A Ru atomic cluster-installed Co–Co2B nanocatalyst remarkably combats product inhibition while sustaining high turnover frequency of hydrogen production

Abstract

Product inhibition poses a persistent challenge in catalysis, adversely affecting reaction rates and selectivity, leading to substantial economic losses in industrial settings. This phenomenon is particularly pronounced in sustainable hydrogen production, where byproduct-induced inhibition often obstructs catalyst regeneration and sustained catalytic activity. Despite numerous reports highlighting the issues associated with product inhibition, studies directly addressing this critical problem while maintaining a high turnover frequency (TOF) of the catalyst throughout the cycle remain unexplored. In this work, we have engineered a unique catalyst comprising Ru atomic clusters (ACs) installed on the surface of Co–Co₂B (10% RuACs/Co–Co₂B) that remarkably combats product inhibition by borates during ammonia borane (AB) dehydrogenation, while sustaining the catalyst's efficacy in hydrogen production throughout the reaction cycle. The hydrogen generation proceeds with a superior rate (26559.14 ± 169.67 mL min⁻¹ g_cat⁻¹) and a high TOF (1032.2 ± 114.6 mol_H2 mol_Ru⁻¹ min⁻¹) that dehydrogenates AB in only 9 s.
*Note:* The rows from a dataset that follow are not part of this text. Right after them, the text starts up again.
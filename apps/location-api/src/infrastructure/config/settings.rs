//! API Configuration Settings
//!
//! Configuration types for the location API, loaded from environment
//! variables. Upstream addresses and credentials are never hardcoded; they
//! are resolved once at process start and passed into the adapters that
//! open connections.

use std::time::Duration;

/// ksqlDB connection settings.
#[derive(Debug, Clone)]
pub struct KsqlSettings {
    /// Base URL of the ksqlDB REST API.
    pub base_url: String,
    /// Idle window on push sessions before the relay gives up.
    pub idle_timeout: Duration,
    /// Connect timeout for upstream requests.
    pub connect_timeout: Duration,
}

impl Default for KsqlSettings {
    fn default() -> Self {
        Self {
            base_url: "http://ksqldb-server:8088".to_string(),
            idle_timeout: Duration::from_secs(60),
            connect_timeout: Duration::from_secs(10),
        }
    }
}

/// Redis connection settings.
#[derive(Clone)]
pub struct RedisSettings {
    /// Connection URL, e.g. `redis://:password@host:6379/1`.
    pub url: String,
}

impl Default for RedisSettings {
    fn default() -> Self {
        Self {
            url: "redis://localhost:6379/1".to_string(),
        }
    }
}

// The URL may embed a password, so it never appears in logs.
impl std::fmt::Debug for RedisSettings {
    fn fmt(&self, f: &mut std::fmt::Formatter<'_>) -> std::fmt::Result {
        f.debug_struct("RedisSettings")
            .field("url", &"[REDACTED]")
            .finish()
    }
}

/// HTTP server settings.
#[derive(Debug, Clone)]
pub struct ServerSettings {
    /// Listen port for the client-facing API.
    pub port: u16,
}

impl Default for ServerSettings {
    fn default() -> Self {
        Self { port: 8000 }
    }
}

/// Complete API configuration.
#[derive(Debug, Clone, Default)]
pub struct ApiConfig {
    /// HTTP server settings.
    pub server: ServerSettings,
    /// ksqlDB connection settings.
    pub ksql: KsqlSettings,
    /// Redis connection settings.
    pub redis: RedisSettings,
}

impl ApiConfig {
    /// Create configuration from environment variables.
    ///
    /// # Errors
    ///
    /// Returns an error if a recognized variable is set to an empty value.
    pub fn from_env() -> Result<Self, ConfigError> {
        let base_url = parse_env_string("KSQLDB_URL", &KsqlSettings::default().base_url)?;
        let redis_url = parse_env_string("REDIS_URL", &RedisSettings::default().url)?;

        let ksql = KsqlSettings {
            base_url,
            idle_timeout: parse_env_duration_secs(
                "KSQLDB_IDLE_TIMEOUT_SECS",
                KsqlSettings::default().idle_timeout,
            ),
            connect_timeout: parse_env_duration_secs(
                "KSQLDB_CONNECT_TIMEOUT_SECS",
                KsqlSettings::default().connect_timeout,
            ),
        };

        let server = ServerSettings {
            port: parse_env_u16("LOCATION_API_PORT", ServerSettings::default().port),
        };

        Ok(Self {
            server,
            ksql,
            redis: RedisSettings { url: redis_url },
        })
    }
}

/// Configuration error.
#[derive(Debug, thiserror::Error)]
pub enum ConfigError {
    /// Environment variable has empty value.
    #[error("environment variable {0} cannot be empty")]
    EmptyValue(String),
}

fn parse_env_string(key: &str, default: &str) -> Result<String, ConfigError> {
    match std::env::var(key) {
        Ok(value) if value.is_empty() => Err(ConfigError::EmptyValue(key.to_string())),
        Ok(value) => Ok(value),
        Err(_) => Ok(default.to_string()),
    }
}

fn parse_env_u16(key: &str, default: u16) -> u16 {
    std::env::var(key)
        .ok()
        .and_then(|v| v.parse().ok())
        .unwrap_or(default)
}

fn parse_env_duration_secs(key: &str, default: Duration) -> Duration {
    std::env::var(key)
        .ok()
        .and_then(|v| v.parse::<u64>().ok())
        .map_or(default, Duration::from_secs)
}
Through a comprehensive analysis combining detailed experimental evidence, computational studies, and successive half-life analyses, we have uncovered significant charge reorganization between the Ru atomic clusters and the Co–Co₂B support, which cooperatively facilitates rapid kinetics and greatly enhances the removal of the byproduct, ammonium tetramethoxyborate (AMB), from the catalyst's surface. This unique chemistry to combat product inhibition without compromising high rate and TOF distinguishes the 10% RuACs/Co–Co₂B catalyst from others reported in the literature. Our findings not only hold significant promise for a sustainable hydrogen economy but open up avenues for the fundamental engineering of atomically clustered multitasking catalysts capable of addressing product inhibition in various crucial reactions.